▸ DATA TO PROCESS:

_ _ _ _ _

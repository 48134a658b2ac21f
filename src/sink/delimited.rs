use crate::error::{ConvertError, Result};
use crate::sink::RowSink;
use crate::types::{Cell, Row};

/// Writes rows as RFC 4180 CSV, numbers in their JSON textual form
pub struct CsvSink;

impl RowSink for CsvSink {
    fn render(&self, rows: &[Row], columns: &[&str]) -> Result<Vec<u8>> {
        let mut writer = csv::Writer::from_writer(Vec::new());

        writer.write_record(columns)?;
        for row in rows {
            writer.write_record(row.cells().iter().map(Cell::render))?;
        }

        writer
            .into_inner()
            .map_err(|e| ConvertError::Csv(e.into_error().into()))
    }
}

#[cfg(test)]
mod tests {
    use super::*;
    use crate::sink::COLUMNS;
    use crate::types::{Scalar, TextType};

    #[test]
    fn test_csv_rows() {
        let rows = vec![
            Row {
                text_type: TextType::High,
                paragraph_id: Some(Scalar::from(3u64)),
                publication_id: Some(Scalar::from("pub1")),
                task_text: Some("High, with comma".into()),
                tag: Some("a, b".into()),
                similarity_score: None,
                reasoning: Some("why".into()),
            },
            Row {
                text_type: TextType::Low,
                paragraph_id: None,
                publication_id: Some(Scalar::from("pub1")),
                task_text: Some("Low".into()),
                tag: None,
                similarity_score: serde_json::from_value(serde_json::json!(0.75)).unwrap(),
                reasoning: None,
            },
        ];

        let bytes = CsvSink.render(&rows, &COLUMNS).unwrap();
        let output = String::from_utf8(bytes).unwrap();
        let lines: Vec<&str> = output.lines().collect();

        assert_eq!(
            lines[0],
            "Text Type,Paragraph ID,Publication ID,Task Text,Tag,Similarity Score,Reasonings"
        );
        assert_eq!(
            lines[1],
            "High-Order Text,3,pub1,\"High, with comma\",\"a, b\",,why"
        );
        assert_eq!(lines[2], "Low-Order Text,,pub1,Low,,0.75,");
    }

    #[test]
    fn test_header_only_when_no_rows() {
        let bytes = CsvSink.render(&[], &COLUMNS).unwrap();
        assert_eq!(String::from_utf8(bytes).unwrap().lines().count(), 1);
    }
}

_ _ _ _ _

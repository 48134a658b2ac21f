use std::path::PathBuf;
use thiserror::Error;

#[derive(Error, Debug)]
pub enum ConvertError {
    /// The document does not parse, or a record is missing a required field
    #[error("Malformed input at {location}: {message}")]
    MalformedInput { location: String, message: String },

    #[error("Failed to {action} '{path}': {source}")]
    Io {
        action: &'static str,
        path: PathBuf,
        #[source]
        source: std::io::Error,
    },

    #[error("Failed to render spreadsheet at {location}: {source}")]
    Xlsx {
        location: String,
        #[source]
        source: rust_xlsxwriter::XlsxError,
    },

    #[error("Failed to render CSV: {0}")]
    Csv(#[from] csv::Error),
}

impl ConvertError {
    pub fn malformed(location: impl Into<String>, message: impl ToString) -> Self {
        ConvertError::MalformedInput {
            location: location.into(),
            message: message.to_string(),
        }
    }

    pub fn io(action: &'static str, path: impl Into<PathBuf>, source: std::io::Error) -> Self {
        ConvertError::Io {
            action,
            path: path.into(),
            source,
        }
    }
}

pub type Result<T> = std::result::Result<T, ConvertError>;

_ _ _ _ _

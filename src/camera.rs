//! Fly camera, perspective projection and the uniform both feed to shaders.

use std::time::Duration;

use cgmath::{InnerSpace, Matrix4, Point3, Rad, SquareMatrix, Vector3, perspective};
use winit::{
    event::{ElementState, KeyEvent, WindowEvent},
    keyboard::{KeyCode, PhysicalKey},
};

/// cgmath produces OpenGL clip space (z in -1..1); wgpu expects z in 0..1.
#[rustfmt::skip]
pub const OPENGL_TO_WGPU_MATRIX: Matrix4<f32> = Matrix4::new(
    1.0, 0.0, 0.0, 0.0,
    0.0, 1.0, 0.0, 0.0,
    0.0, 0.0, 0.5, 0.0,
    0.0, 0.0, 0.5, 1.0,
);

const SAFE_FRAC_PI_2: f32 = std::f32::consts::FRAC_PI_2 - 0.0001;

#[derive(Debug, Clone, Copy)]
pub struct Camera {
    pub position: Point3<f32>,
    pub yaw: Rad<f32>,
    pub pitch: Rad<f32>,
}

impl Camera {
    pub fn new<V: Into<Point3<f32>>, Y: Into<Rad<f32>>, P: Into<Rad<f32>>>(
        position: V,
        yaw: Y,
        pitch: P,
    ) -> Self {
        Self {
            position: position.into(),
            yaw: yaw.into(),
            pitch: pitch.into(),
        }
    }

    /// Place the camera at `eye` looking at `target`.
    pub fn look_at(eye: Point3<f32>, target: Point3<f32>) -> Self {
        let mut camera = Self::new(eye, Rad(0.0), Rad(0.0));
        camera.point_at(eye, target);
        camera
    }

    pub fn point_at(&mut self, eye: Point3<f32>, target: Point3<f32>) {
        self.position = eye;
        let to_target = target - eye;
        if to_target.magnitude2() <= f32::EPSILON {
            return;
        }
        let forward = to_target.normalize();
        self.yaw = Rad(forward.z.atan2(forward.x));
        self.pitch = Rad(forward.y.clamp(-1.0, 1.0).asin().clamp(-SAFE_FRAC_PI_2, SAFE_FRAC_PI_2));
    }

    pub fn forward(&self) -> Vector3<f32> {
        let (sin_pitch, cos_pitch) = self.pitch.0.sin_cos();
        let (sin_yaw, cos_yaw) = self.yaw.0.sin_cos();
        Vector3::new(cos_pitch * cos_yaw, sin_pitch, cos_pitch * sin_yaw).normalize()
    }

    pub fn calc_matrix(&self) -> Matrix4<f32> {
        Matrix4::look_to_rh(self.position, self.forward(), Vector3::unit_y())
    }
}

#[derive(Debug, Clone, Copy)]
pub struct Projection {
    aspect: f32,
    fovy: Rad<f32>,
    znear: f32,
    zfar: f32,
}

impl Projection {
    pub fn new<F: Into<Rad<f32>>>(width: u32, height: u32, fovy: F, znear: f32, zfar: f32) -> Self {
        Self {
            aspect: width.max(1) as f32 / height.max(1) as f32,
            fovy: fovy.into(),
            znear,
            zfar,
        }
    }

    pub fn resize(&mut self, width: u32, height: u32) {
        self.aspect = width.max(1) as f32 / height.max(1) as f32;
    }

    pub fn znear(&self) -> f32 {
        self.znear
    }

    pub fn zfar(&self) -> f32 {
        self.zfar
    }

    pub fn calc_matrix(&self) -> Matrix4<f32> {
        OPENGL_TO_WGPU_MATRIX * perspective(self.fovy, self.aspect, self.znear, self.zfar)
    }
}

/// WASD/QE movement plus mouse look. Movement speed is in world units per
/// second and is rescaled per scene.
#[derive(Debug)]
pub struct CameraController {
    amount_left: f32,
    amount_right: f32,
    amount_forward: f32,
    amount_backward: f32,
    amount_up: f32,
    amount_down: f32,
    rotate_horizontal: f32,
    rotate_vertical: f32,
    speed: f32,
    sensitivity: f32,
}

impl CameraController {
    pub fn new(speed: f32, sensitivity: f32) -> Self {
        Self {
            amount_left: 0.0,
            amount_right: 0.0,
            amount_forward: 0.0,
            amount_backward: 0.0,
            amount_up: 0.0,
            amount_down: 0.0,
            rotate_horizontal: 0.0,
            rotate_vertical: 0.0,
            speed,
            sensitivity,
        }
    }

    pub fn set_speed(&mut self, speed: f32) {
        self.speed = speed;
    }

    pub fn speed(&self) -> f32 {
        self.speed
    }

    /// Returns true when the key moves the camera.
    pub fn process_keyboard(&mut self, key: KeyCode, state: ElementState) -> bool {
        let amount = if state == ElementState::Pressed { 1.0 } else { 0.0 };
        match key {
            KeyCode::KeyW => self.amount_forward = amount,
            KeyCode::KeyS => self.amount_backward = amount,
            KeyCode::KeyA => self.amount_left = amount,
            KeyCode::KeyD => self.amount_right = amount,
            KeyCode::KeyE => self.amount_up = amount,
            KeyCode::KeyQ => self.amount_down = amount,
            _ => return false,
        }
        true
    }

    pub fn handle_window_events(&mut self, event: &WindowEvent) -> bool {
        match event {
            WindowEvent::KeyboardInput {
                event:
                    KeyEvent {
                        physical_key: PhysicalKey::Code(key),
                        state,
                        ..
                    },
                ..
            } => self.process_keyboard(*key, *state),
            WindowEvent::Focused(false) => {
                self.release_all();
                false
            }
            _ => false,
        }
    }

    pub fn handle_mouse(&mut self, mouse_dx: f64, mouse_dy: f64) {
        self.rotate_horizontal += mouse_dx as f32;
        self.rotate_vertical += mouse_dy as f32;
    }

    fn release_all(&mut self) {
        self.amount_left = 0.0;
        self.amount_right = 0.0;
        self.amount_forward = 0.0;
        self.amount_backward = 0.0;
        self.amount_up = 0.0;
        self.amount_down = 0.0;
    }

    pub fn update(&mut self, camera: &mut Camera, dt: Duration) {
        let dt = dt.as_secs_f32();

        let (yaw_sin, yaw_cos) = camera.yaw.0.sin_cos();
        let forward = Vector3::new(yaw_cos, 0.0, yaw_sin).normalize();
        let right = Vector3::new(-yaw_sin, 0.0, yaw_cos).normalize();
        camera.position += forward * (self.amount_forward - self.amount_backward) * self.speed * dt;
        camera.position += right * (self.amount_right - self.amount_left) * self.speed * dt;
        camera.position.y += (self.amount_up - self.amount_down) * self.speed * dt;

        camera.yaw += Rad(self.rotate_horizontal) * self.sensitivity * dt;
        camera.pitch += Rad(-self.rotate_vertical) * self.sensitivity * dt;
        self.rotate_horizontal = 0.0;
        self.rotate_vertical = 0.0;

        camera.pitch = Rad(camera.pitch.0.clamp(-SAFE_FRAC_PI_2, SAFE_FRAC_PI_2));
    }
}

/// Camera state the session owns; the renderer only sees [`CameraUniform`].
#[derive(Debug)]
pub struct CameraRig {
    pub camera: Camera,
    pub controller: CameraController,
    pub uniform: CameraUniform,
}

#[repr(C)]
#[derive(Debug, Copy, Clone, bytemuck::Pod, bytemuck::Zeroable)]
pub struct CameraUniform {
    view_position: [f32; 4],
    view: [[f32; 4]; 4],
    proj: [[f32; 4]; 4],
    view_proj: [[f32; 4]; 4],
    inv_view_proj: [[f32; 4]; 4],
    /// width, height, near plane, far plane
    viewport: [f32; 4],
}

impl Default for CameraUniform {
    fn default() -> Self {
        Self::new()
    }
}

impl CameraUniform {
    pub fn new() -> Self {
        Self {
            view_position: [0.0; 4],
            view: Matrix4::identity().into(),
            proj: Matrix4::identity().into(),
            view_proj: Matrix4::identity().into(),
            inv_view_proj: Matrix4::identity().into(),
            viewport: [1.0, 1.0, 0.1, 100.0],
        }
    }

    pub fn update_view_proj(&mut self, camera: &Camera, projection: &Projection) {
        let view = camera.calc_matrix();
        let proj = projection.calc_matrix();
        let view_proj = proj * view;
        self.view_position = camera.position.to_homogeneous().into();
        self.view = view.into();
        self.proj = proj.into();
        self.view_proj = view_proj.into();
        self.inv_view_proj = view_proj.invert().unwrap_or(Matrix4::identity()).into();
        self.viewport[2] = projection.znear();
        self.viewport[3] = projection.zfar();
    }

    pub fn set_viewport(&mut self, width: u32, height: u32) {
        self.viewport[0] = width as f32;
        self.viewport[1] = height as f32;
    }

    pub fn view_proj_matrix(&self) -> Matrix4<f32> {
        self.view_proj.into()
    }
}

_ _ _ _ _

If a line of the entries above includes the word "crate", count it; then state the total and nothing else.

5